私は、某国立大学を卒業し、一般勤務医として地域の市民病院で働く普通の外科医である。

この「普通の勤務医」には、驚くほどメディアでの発言権がない。

メディアは、新しいことや珍しいことをニュースにしなければ、その価値を失うと考えているからだ。

従って、必然的にメディアで発言権を持っている医師は、

「一風変わった主張をする異端」

「異色の経歴の持ち主」

と決まっている。

世間一般の勤務医のサンプルとは言い難い場合が多い。

例をあげよう。

「癌は放置せよ」との考えでメディアでも頻繁に取り上げられ、ベストセラーを多数執筆しているK氏。

癌の標準治療を真っ向から否定するマイノリティである。

標準治療とは何か。

多くの疾患には治療ガイドラインがあり、医師は通例そこに掲載されている標準治療を選択して治療する。
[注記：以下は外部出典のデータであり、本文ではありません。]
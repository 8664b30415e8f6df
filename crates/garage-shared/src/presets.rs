//! Canned chat texts: the welcome message and the quick questions.
//!
//! Quick questions are fed verbatim through the same matcher as typed text.

/// First bot message of every session
pub const WELCOME_TEXT: &str = "Bonjour ! Je suis votre assistant de diagnostic automobile. \
Décrivez le problème de votre véhicule ou choisissez une question rapide.";

/// Quick questions offered by the chat surface
pub const QUICK_QUESTIONS: &[&str] = &[
    "Mon moteur fait un bruit de claquement",
    "Ma voiture ne démarre pas",
    "Mes freins grincent",
    "Ma batterie se décharge rapidement",
    "La climatisation ne fait pas froid",
    "Comment réduire ma consommation de carburant ?",
    "Mon pneu perd de l'air",
];

/// Look up a quick question by its 1-based menu number
pub fn quick_question(number: usize) -> Option<&'static str> {
    number.checked_sub(1).and_then(|i| QUICK_QUESTIONS.get(i).copied())
}
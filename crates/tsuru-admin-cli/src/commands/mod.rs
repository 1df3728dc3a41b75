//! Subcommand implementations.
//!
//! - [`machine`] - IaaS machines
//! - [`template`] - IaaS machine templates
//! - [`platform`] - application platforms
//! - [`pool`] - pools and their teams
//! - [`plan`] - resource plans and routers
//! - [`quota`] - user quotas

pub mod machine;
pub mod plan;
pub mod platform;
pub mod pool;
pub mod quota;
pub mod template;

#[cfg(test)]
pub(crate) mod testing;

use crate::manager::Registry;

/// Every command shipped by the `tsuru-admin` binary
#[must_use]
pub fn registry() -> Registry {
    Registry::new()
        .register::<machine::MachineList>()
        .register::<machine::MachineDestroy>()
        .register::<template::TemplateList>()
        .register::<template::TemplateAdd>()
        .register::<template::TemplateUpdate>()
        .register::<template::TemplateRemove>()
        .register::<platform::PlatformAdd>()
        .register::<platform::PlatformUpdate>()
        .register::<platform::PlatformRemove>()
        .register::<pool::PoolList>()
        .register::<pool::PoolAdd>()
        .register::<pool::PoolUpdate>()
        .register::<pool::PoolRemove>()
        .register::<pool::PoolTeamsAdd>()
        .register::<pool::PoolTeamsRemove>()
        .register::<plan::PlanCreate>()
        .register::<plan::PlanList>()
        .register::<plan::PlanRemove>()
        .register::<plan::RouterList>()
        .register::<quota::QuotaUpdate>()
}

#[cfg(test)]
mod tests {
    use super::*;
    use crate::manager::Manager;

    #[test]
    fn test_registry_builds_valid_command_tree() {
        Manager::new("tsuru-admin", "0.1.0", registry())
            .command()
            .debug_assert();
    }

    #[test]
    fn test_registry_names_are_unique() {
        let registry = registry();
        let mut names: Vec<&str> = registry.iter().map(|entry| entry.info.name).collect();
        let total = names.len();
        names.sort_unstable();
        names.dedup();
        assert_eq!(names.len(), total);
        assert!(registry.get("pool-add").is_some());
        assert!(registry.get("machine-destroy").is_some());
    }
}
//! Quota commands

use std::io::Write;

use async_trait::async_trait;
use clap::Args;
use tsuru_admin_client::{Form, HttpClient, Method, escape};

use crate::error::{CommandError, Result};
use crate::manager::{Command, Context, Describe, Info};

#[derive(Debug, Args)]
pub struct QuotaUpdate {
    /// The owner will have quotas changed
    #[arg(short = 'o', long)]
    owner: Option<String>,

    /// The number of quotas changed; -1 means unlimited
    #[arg(short = 'q', long, default_value_t = 0, allow_negative_numbers = true)]
    quota: i64,
}

impl Describe for QuotaUpdate {
    const INFO: Info = Info::new(
        "quota-update",
        "quota-update [-o/--owner owner] [-q/--quota quota]",
        "Update quotas.",
        0,
    );
}

#[async_trait(?Send)]
impl Command for QuotaUpdate {
    async fn run(&self, ctx: &mut Context<'_>, client: &HttpClient) -> Result<()> {
        let owner = self
            .owner
            .as_deref()
            .filter(|owner| !owner.is_empty())
            .ok_or_else(|| CommandError::usage("an owner is required, use -o/--owner"))?;
        let mut form = Form::new();
        form.set("quota", self.quota.to_string());
        client
            .send_form(Method::PUT, &format!("/quota/{}", escape(owner)), &form)
            .await?;
        writeln!(ctx.stdout, "Quotas successfully changed!")?;
        Ok(())
    }
}
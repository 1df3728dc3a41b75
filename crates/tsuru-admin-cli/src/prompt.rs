//! Interactive yes/no questions on the command context

use std::io::{self, BufRead, Write};

/// Read one whitespace-delimited token from the next input line
///
/// Blocks until a line is available. EOF yields an empty answer.
pub fn read_token(input: &mut dyn BufRead) -> io::Result<String> {
    let mut line = String::new();
    input.read_line(&mut line)?;
    Ok(line.split_whitespace().next().unwrap_or_default().to_string())
}

/// Answers that accept a forced retry: `y` or `yes`
#[must_use]
pub fn is_affirmative(answer: &str) -> bool {
    matches!(answer, "y" | "yes")
}

/// Ask `question (y/n) ` and report whether the answer was exactly `y`
///
/// Any other answer, `yes` included, prints `Abort.`.
pub fn confirm(input: &mut dyn BufRead, output: &mut dyn Write, question: &str) -> io::Result<bool> {
    write!(output, "{question} (y/n) ")?;
    output.flush()?;
    if read_token(input)? == "y" {
        return Ok(true);
    }
    writeln!(output, "Abort.")?;
    Ok(false)
}

#[cfg(test)]
mod tests {
    use super::*;
    use std::io::Cursor;

    #[test]
    fn test_read_token_takes_first_word() {
        let mut input = Cursor::new("  yes please\nno\n");
        assert_eq!(read_token(&mut input).unwrap(), "yes");
        assert_eq!(read_token(&mut input).unwrap(), "no");
        assert_eq!(read_token(&mut input).unwrap(), "");
    }

    #[test]
    fn test_affirmative_answers() {
        assert!(is_affirmative("y"));
        assert!(is_affirmative("yes"));
        assert!(!is_affirmative("Y"));
        assert!(!is_affirmative("n"));
        assert!(!is_affirmative(""));
    }

    #[test]
    fn test_confirm_negative_prints_abort() {
        let mut input = Cursor::new("n\n");
        let mut output = Vec::new();
        let confirmed = confirm(&mut input, &mut output, "Are you sure?").unwrap();

        assert!(!confirmed);
        assert_eq!(String::from_utf8(output).unwrap(), "Are you sure? (y/n) Abort.\n");
    }

    #[test]
    fn test_confirm_only_accepts_y() {
        let mut input = Cursor::new("yes\n");
        let mut output = Vec::new();
        assert!(!confirm(&mut input, &mut output, "Remove?").unwrap());
        assert_eq!(String::from_utf8(output).unwrap(), "Remove? (y/n) Abort.\n");
    }

    #[test]
    fn test_confirm_positive() {
        let mut input = Cursor::new("y\n");
        let mut output = Vec::new();
        assert!(confirm(&mut input, &mut output, "Are you sure?").unwrap());
        assert_eq!(String::from_utf8(output).unwrap(), "Are you sure? (y/n) ");
    }
}
//! tsuru-admin-client: HTTP client library for the tsuru API
//!
//! Resolves the configured target, attaches the auth token and maps error
//! statuses into [`ClientError::Api`].
//!
//! # Examples
//!
//! ```no_run
//! use tsuru_admin_client::{Form, HttpClient, Method};
//! use tsuru_admin_client::api::Machine;
//!
//! # async fn example() -> Result<(), Box<dyn std::error::Error>> {
//! let client = HttpClient::new("http://localhost:8080")?.with_token("abc123");
//!
//! // List machines
//! let machines: Vec<Machine> = client.get_list("/iaas/machines").await?;
//!
//! // Register a pool
//! let mut form = Form::new();
//! form.set("name", "pool1").set("public", "false");
//! client.send_form(Method::POST, "/pools", &form).await?;
//! # Ok(())
//! # }
//! ```

pub mod error;
pub mod http;

pub use error::{ClientError, Result};
pub use http::{Form, HttpClient, escape};
pub use reqwest::{Method, Response};
pub use tsuru_admin_api as api;
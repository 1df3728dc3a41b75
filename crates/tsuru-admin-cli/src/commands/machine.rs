//! IaaS machine commands

use std::io::Write;

use async_trait::async_trait;
use clap::Args;
use tsuru_admin_api::Machine;
use tsuru_admin_client::{HttpClient, escape};

use crate::error::Result;
use crate::manager::{Command, Context, Describe, Info};
use crate::table::{Table, key_value_lines};

#[derive(Debug, Args)]
pub struct MachineList {}

impl Describe for MachineList {
    const INFO: Info = Info::new(
        "machine-list",
        "machine-list",
        "List all machines created using a IaaS provider.",
        0,
    );
}

#[async_trait(?Send)]
impl Command for MachineList {
    async fn run(&self, ctx: &mut Context<'_>, client: &HttpClient) -> Result<()> {
        let machines: Vec<Machine> = client.get_list("/iaas/machines").await?;
        let mut table =
            Table::new(["Id", "IaaS", "Address", "Creation Params"]).with_line_separator(true);
        for machine in &machines {
            let params = key_value_lines(
                machine
                    .creation_params
                    .iter()
                    .map(|(k, v)| (k.as_str(), v.as_str())),
            );
            table.add_row([
                machine.id.as_str(),
                machine.iaas.as_str(),
                machine.address.as_str(),
                params.as_str(),
            ]);
        }
        write!(ctx.stdout, "{table}")?;
        Ok(())
    }
}

#[derive(Debug, Args)]
pub struct MachineDestroy {}

impl Describe for MachineDestroy {
    const INFO: Info = Info::new(
        "machine-destroy",
        "machine-destroy <machine id>",
        "Destroy an existing machine created using a IaaS.",
        1,
    )
    .with_aliases(&["machine-remove"]);
}

#[async_trait(?Send)]
impl Command for MachineDestroy {
    async fn run(&self, ctx: &mut Context<'_>, client: &HttpClient) -> Result<()> {
        let id = &ctx.args[0];
        client.delete(&format!("/iaas/machines/{}", escape(id))).await?;
        writeln!(ctx.stdout, "Machine successfully destroyed.")?;
        Ok(())
    }
}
特に私の扱う消化器癌(胃癌、大腸癌、膵癌など)は、罹患人口が多く、これまで医師や医学研究者らが臨床試験を繰り返して治療法が模索され、新たな知見が出るたびオンライン上でガイドラインが更新されている。

従ってその標準治療の信頼性は高い。

現時点で患者さんに提供出来る最良の治療選択肢の一つと考えて良い。

だが、

「皆さんと同じように、ガイドラインに記載された標準治療を受けましょう」

ではメディアのネタにもならない。

K氏が注目されるのは、その発言が極論で、

「そういうことを言う医師が他にいないから」

である。

癌と診断され、より良い治療を求めて藁をも掴む思いの患者さんたちは、メディアで取り上げられる治療に飛びついても無理はない。

私はこうした治療を否定したいわけではない。

これまで膨大なデータが解析され、数多くの治療法が「効果なし」として捨てられる中、生き残ってきた標準治療と、まだ効果が十分に証明されているとは言い難い(もしかしたら今後効果を示すデータが整うかもしれない)新しい治療

という二つの選択肢を提示されているということを患者さんにはわかってほしいだけである。

その上で後者を選ぶのなら、その選択に異論を差し挟む余地はない。

 

話を戻そう。

もう一つ例をあげる。

日経ビジネスオンライン誌で唯一の医師ライターであり、またYahoo!ニュースでも記事を連載して人気のN氏は、私と同じ、大腸を専門とする消化器外科医である。

都心の大病院で研修を積んだのち、一念発起して福島県の高野病院院長を務め、現在福島県郡山市の総合病院で働く異色の経歴を持つ外科医だ。

原発事故後に地元に残って患者らを支えた高野病院院長が亡くなったのち、近隣の非常勤医師がボランティアで診療を続けているという実情をきき、異動を決めたという。

街中で一介の外科医として日々の手術をこなすだけの私にとっては、同業者としてその尊い決意に大変感銘を受けるのだが、彼の語る「ことば」は、やはり「普通の」勤務医の言葉ではない。

異色の経歴の持ち主が語る、「ほかの医師が言えないこと」だ。

 

一般市中病院で働くその他大勢の「異色ではない」医師の声がメディアに載せられることはほとんどないのだということを、私は少々歯がゆく感じている。

「普通の」勤務医こそ、医療の現場に根ざした問題提起を行うことができ、医療システム改善に益する妙案を提示できるという考えから、私はこれまで新聞や雑誌などの媒体に自分の言葉を繰り返し投稿してきた。

しかし文章の長さに制限があったり、内容が厳しすぎるためにニュアンスを変更せざるを得なかったりと、自分のことばをストレートに表現することが難しかった。

無論、すでに一定の読者数が確保されたプラットフォームに自分の文章を載せることには、それなりの責任と制約が伴うのは当たり前のことである。

 

以上のことから、私はこのサイトを使って、一介の外科医の立場で自由に思う所を述べていきたいと思っている。